He then goes on to mention his brothers. (See above, [p. 37.]) Many of the places on this list will come in our story. “Rom,” it is hardly needful to say, is only the capital of Normandy, not of the world. But what are the three counties in England? There is Shropshire, and most likely Sussex. What is the third? Yorkshire, on the strength of Tickhill? But Robert had no earldom there.

[486] Ord. Vit. 675 D.

[487] Hen. Hunt. De Cont. Mund. 11. “Gens ipsis dæmonibus horrenda.”

[488] See N. C. vol. i. p. 468. The Archdeacon of Huntingdon himself, with a slight contempt of sex and species, calls him “Pluto, Megæra, Cerberus, vel si aliquid horrendi scribi potest.” He speaks of the proverb, “Mirabilia Roberti de Belesme.”

[489] See his two pictures in Orderic, 675 C, D, and 707 C, D. In his character of engineer we shall meet him at Gisors. See 766 B.

[490] Ord. Vit. 707 D. “Magis affectabat supplicia miseris inferre quam per redemptionem captivorum pecunias augere.” So Hen. Hunt. u. s. Yet, as some of his captives escaped, he lost the ransom for nothing.

[491] Ib. “Homines privatione oculorum et amputatione pedum manuumve deformare parvipendebat, sed inauditorum commeditatione suppliciorum in torquendis miseris more Siculi Phalaris tripudiabat. Quos in carcere pro reatu aliquo stringebat, Nerone seu Decio vel Diocletiano sævior, indicibiliter cruciabat, et inde jocos cum parasitis suis et cachinnos jactabundus exercebat. Tormentorum quæ vinctis inferebat delectatione gloriabatur, hominumque detractione pro pœnarum nimietate crudelis lætabatur.” The special detail of the impaling comes from Henry of Huntingdon, who says also, “Erat ei cædes horribilis hominum cibus jucundus animæ.”

[492] Will. Malms. v. 398. “Simulationis et argutiarum plenus, frontis sereno et sermonum affabilitate credulos decipiens, gnaros autem malitiæ exterritans, ut nullum esset majus futuræ calamitatis indicium quam prætensæ affabilitatis eloquium.” Something of the same kind was said of King Henry himself. See N. C. vol. v. p. 841.
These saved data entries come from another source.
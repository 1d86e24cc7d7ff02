// SPDX-License-Identifier: Apache-2.0 OR MIT
// Copyright (c) 2025-2026 the hrpc authors

//! Self-pipe used to wake the leader out of the readiness wait.
//!
//! A Unix socket pair where every [`set`](InterruptChannel::set) writes
//! exactly one byte and every [`clear`](InterruptChannel::clear) consumes
//! exactly one. The read end is non-blocking and is a permanent member of
//! the readiness set, so a queued registration change (or pool destruction)
//! turns into an ordinary readiness event on the leader.

use std::io;
use std::os::unix::io::{AsRawFd, RawFd};
use std::os::unix::net::UnixStream;

use crate::error::{Error, Result};

/// Wake-up channel between callers and the blocked leader.
#[derive(Debug)]
pub(crate) struct InterruptChannel {
    read: UnixStream,
    write: UnixStream,
}

impl InterruptChannel {
    /// Open the channel. The read end is switched to non-blocking so a
    /// drain can never wedge a worker.
    pub(crate) fn new() -> Result<Self> {
        let (read, write) = UnixStream::pair().map_err(|e| Error::Syscall {
            op: "socketpair",
            errno: e,
        })?;
        read.set_nonblocking(true).map_err(|e| Error::Syscall {
            op: "fcntl",
            errno: e,
        })?;
        Ok(Self { read, write })
    }

    /// Descriptor the readiness wait monitors.
    pub(crate) fn read_fd(&self) -> RawFd {
        self.read.as_raw_fd()
    }

    /// Write one wake-up byte, retrying when interrupted by a signal.
    pub(crate) fn set(&self) -> Result<()> {
        let byte = [0u8; 1];
        loop {
            // SAFETY: byte is a live one-byte stack buffer and the fd is
            // owned by self for the whole call.
            let n = unsafe { libc::write(self.write.as_raw_fd(), byte.as_ptr().cast(), 1) };
            if n == 1 {
                return Ok(());
            }
            if n == 0 {
                return Err(Error::Syscall {
                    op: "write",
                    errno: io::Error::new(io::ErrorKind::WriteZero, "interrupt byte not written"),
                });
            }
            let errno = io::Error::last_os_error();
            if errno.kind() == io::ErrorKind::Interrupted {
                continue;
            }
            return Err(Error::Syscall { op: "write", errno });
        }
    }

    /// Consume exactly one wake-up byte, retrying when interrupted by a
    /// signal. Fails if no byte is pending; callers only clear after the
    /// readiness wait reported the read end readable.
    pub(crate) fn clear(&self) -> Result<()> {
        let mut byte = [0u8; 1];
        loop {
            // SAFETY: byte is a live one-byte stack buffer and the fd is
            // owned by self for the whole call.
            let n = unsafe { libc::read(self.read.as_raw_fd(), byte.as_mut_ptr().cast(), 1) };
            if n == 1 {
                return Ok(());
            }
            if n == 0 {
                return Err(Error::Syscall {
                    op: "read",
                    errno: io::Error::new(io::ErrorKind::UnexpectedEof, "interrupt channel closed"),
                });
            }
            let errno = io::Error::last_os_error();
            if errno.kind() == io::ErrorKind::Interrupted {
                continue;
            }
            return Err(Error::Syscall { op: "read", errno });
        }
    }
}
// SPDX-License-Identifier: Apache-2.0 OR MIT
// Copyright (c) 2025-2026 the hrpc authors

//! # HRPC transport engine
//!
//! The I/O core of the HRPC middleware runtime: a leader/follower thread
//! pool that multiplexes readiness over registered transport endpoints and
//! dispatches framed messages to their handlers.
//!
//! ## Architecture
//!
//! ```text
//! +--------------------------------------------------------------------+
//! |                         Enclosing runtime                          |
//! |        connections, adapters, dispatch, user servants              |
//! +--------------------------------------------------------------------+
//! |                          ThreadPool                                |
//! |   register/unregister -> change queue -> self-pipe -> leader       |
//! |   leader: poll(2) -> promote follower -> frame -> dispatch         |
//! |   elastic sizing: Size..SizeMax workers, EWMA shrink               |
//! +--------------------------------------------------------------------+
//! |                        EventHandler impls                          |
//! |          stream transports | datagram transports                   |
//! +--------------------------------------------------------------------+
//! ```
//!
//! ## Quick start
//!
//! ```no_run
//! use std::sync::Arc;
//! use hrpc::{Instance, Properties, ThreadPool};
//!
//! fn main() -> hrpc::Result<()> {
//!     let properties = Arc::new(Properties::new());
//!     properties.set("Server.Size", "2");
//!     properties.set("Server.SizeMax", "8");
//!
//!     let instance = Instance::new(properties);
//!     let pool = ThreadPool::new(instance, "Server", 0)?;
//!
//!     // register transport handlers, run the application ...
//!
//!     pool.destroy()?;
//!     pool.join_with_all_threads();
//!     Ok(())
//! }
//! ```
//!
//! ## Modules
//!
//! - [`pool`] - the thread pool and the [`EventHandler`] capability
//! - [`protocol`] - wire constants, header validation, message buffer
//! - [`config`] - runtime properties and pool sizing
//! - [`instance`] - per-runtime capability bundle
//! - [`logging`] - instance-held logger and output sinks
//! - [`error`] - crate-wide error taxonomy

pub mod config;
pub mod error;
pub mod instance;
pub mod logging;
pub mod pool;
pub mod protocol;

pub use config::{PoolConfig, Properties};
pub use error::{Error, Result};
pub use instance::{Instance, ShutdownHook};
pub use logging::{Logger, LogLevel};
pub use pool::{EventHandler, PoolStats, ThreadPool};
pub use protocol::buffer::MessageBuf;
pub use protocol::{Header, MessageType, HEADER_SIZE, MESSAGE_MAGIC};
[493] Ord. Vit. 708 B. She at last escaped to Countess Adela at Chartres, and got to her own land of Ponthieu.

[494] The story is told with the difference spoken of in the text by Henry of Huntingdon (de Cont. Mundi, 11) and by William of Malmesbury (v. 398). Henry says only, “Filioli sui oculos sub chlamide positi quasi ludens pollicibus extraxit.” William supplies a kind of motive; “Puerulum ex baptismo filiolum, quem in obsidatum acceperat, pro modico delicto patris excæcarit, lumina miselli unguibus nefandis abrumpens.” That is, the Archdeacon makes the ugly story still uglier, just as in the case of the children of Juliana. See N. C. vol. v. pp. 157, 841.